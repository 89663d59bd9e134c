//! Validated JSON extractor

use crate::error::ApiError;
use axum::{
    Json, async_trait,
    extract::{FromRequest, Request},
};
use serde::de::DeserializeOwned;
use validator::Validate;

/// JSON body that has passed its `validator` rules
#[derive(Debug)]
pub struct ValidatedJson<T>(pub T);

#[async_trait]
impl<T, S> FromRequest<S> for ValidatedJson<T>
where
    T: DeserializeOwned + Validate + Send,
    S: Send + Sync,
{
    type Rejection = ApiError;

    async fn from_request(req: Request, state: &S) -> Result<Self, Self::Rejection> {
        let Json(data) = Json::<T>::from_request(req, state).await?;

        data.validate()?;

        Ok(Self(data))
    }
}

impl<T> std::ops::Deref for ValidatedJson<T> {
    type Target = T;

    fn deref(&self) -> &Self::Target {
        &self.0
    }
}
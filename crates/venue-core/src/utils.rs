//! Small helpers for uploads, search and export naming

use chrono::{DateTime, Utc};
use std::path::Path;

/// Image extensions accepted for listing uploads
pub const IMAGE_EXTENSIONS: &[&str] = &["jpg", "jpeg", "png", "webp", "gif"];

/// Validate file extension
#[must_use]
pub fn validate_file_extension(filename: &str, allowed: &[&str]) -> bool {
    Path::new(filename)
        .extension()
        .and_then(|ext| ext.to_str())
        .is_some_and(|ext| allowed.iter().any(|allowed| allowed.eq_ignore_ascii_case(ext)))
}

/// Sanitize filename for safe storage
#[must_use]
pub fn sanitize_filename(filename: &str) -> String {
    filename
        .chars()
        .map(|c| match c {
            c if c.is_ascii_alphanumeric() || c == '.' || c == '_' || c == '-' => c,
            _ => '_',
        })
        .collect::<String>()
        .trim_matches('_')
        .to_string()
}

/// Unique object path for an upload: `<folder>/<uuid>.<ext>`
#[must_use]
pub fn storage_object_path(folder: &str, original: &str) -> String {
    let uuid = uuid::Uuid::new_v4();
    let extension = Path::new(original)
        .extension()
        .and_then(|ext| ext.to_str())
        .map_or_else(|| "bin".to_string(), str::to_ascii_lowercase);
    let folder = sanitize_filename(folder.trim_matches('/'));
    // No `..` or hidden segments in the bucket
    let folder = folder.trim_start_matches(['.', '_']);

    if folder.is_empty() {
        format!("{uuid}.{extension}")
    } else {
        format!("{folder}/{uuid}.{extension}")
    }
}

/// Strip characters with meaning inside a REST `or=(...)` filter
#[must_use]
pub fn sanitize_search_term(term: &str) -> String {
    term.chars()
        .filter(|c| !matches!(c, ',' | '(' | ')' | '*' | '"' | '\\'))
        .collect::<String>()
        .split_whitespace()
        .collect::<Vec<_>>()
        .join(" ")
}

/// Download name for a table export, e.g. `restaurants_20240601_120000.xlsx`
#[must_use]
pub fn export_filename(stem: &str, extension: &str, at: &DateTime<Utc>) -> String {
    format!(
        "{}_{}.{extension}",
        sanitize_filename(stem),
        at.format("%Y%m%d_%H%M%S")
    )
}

...

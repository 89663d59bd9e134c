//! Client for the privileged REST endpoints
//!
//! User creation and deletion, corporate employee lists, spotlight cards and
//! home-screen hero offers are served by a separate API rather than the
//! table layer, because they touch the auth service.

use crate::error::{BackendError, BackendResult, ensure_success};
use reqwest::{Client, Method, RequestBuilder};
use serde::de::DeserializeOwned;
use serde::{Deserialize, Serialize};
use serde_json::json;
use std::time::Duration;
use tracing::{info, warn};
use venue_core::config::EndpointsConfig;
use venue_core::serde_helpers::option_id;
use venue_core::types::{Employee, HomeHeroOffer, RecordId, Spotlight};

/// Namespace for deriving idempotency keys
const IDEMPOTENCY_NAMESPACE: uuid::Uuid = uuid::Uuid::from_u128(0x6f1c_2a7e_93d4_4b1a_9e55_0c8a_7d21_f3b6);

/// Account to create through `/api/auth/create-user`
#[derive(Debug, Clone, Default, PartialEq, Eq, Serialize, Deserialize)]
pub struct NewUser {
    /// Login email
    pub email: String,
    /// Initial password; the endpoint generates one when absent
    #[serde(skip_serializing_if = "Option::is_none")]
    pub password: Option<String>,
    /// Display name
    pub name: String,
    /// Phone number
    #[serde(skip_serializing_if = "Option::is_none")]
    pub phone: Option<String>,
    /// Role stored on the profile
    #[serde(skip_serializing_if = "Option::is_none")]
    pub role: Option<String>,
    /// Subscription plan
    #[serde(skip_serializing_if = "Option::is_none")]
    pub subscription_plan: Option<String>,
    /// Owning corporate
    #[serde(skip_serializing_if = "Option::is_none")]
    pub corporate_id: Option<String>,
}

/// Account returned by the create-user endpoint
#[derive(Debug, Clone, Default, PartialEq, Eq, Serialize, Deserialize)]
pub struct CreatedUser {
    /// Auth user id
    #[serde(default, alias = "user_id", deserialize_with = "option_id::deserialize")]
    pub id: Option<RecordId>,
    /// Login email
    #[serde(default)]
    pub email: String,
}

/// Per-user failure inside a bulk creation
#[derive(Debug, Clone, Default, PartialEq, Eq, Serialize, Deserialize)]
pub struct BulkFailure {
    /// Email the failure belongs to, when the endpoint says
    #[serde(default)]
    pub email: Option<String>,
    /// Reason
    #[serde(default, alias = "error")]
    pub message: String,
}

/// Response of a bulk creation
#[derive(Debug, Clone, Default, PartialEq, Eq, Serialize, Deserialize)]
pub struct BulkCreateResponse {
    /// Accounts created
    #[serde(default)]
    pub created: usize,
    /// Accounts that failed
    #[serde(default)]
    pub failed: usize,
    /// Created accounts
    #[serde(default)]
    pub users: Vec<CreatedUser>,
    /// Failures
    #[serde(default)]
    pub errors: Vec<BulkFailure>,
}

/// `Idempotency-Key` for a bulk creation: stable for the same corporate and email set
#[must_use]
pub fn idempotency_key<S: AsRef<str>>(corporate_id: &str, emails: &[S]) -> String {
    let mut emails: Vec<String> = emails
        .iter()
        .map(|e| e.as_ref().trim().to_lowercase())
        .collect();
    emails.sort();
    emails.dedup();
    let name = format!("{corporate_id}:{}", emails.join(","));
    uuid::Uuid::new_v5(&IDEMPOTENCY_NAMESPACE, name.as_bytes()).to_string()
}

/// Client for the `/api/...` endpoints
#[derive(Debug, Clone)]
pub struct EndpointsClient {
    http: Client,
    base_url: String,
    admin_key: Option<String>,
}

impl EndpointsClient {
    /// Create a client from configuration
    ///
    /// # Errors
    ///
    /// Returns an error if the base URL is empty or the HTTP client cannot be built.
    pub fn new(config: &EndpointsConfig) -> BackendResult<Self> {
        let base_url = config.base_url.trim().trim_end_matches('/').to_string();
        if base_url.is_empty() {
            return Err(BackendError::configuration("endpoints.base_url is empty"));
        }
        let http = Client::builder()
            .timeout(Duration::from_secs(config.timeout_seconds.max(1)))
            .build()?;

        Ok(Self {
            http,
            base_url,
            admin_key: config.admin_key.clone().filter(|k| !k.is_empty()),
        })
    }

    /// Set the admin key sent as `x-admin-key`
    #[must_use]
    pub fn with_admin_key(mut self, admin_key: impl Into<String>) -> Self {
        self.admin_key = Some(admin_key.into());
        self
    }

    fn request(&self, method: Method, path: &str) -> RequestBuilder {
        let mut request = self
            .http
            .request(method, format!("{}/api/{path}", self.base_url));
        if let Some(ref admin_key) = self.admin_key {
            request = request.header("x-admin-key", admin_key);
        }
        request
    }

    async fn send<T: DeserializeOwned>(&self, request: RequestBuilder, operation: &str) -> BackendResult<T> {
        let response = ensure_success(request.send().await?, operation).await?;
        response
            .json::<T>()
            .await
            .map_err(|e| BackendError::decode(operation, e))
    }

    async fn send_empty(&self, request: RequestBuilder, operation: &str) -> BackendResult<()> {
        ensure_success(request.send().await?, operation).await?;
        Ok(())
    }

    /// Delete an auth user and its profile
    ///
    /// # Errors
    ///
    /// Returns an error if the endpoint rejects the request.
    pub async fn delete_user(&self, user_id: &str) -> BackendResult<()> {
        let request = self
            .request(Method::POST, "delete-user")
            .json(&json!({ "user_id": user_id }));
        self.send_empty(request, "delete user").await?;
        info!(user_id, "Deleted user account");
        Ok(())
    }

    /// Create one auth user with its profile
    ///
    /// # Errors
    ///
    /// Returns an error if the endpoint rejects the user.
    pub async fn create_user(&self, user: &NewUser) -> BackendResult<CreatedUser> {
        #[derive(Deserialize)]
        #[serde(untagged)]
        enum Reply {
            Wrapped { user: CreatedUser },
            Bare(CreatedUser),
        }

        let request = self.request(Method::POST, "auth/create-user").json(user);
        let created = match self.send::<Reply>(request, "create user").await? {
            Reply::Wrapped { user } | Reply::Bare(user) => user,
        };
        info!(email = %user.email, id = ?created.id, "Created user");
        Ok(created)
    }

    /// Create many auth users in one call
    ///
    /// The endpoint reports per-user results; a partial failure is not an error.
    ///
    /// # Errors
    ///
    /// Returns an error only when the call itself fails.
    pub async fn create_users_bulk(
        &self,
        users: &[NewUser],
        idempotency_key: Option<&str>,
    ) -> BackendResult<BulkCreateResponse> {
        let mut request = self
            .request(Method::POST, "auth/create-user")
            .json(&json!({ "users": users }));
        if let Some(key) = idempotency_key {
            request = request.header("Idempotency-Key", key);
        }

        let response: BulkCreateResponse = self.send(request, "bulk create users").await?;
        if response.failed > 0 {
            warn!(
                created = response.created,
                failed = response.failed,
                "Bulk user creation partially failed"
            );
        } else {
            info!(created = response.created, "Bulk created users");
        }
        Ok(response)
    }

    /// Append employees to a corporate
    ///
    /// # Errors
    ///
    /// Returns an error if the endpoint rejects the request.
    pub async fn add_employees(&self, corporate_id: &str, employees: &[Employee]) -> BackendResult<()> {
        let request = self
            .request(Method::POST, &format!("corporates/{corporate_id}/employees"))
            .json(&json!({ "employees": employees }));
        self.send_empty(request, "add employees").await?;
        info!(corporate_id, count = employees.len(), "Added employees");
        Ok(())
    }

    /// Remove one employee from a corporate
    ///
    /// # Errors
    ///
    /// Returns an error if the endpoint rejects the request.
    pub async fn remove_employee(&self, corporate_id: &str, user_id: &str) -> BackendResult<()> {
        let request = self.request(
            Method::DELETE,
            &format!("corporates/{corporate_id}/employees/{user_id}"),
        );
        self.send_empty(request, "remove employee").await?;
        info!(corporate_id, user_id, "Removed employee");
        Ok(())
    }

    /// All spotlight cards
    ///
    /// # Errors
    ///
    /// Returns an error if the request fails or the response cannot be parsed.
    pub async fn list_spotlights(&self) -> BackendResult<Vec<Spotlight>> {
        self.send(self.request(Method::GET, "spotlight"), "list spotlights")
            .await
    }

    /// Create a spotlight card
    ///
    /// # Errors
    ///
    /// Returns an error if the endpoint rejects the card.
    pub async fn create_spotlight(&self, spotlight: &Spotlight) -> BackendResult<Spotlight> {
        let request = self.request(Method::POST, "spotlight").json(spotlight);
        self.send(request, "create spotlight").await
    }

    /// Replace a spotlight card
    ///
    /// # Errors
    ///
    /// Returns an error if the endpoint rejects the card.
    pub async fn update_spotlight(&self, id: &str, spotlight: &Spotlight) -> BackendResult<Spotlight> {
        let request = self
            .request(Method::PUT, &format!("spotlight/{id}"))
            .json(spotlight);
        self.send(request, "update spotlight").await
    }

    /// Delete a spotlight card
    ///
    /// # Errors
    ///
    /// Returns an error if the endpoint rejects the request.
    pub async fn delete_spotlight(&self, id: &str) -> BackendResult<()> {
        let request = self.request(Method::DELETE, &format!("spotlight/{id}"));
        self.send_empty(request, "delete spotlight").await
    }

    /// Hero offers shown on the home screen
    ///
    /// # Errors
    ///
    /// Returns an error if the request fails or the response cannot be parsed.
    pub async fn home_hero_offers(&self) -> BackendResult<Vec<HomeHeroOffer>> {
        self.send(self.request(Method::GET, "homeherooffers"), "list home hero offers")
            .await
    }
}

## Description of the task
Using the records above, gather all lines where the string "data" is present.

## Exercise solution
        let Json(data) = Json::<T>::from_request(req, state).await?;
        data.validate()?;
        Ok(Self(data))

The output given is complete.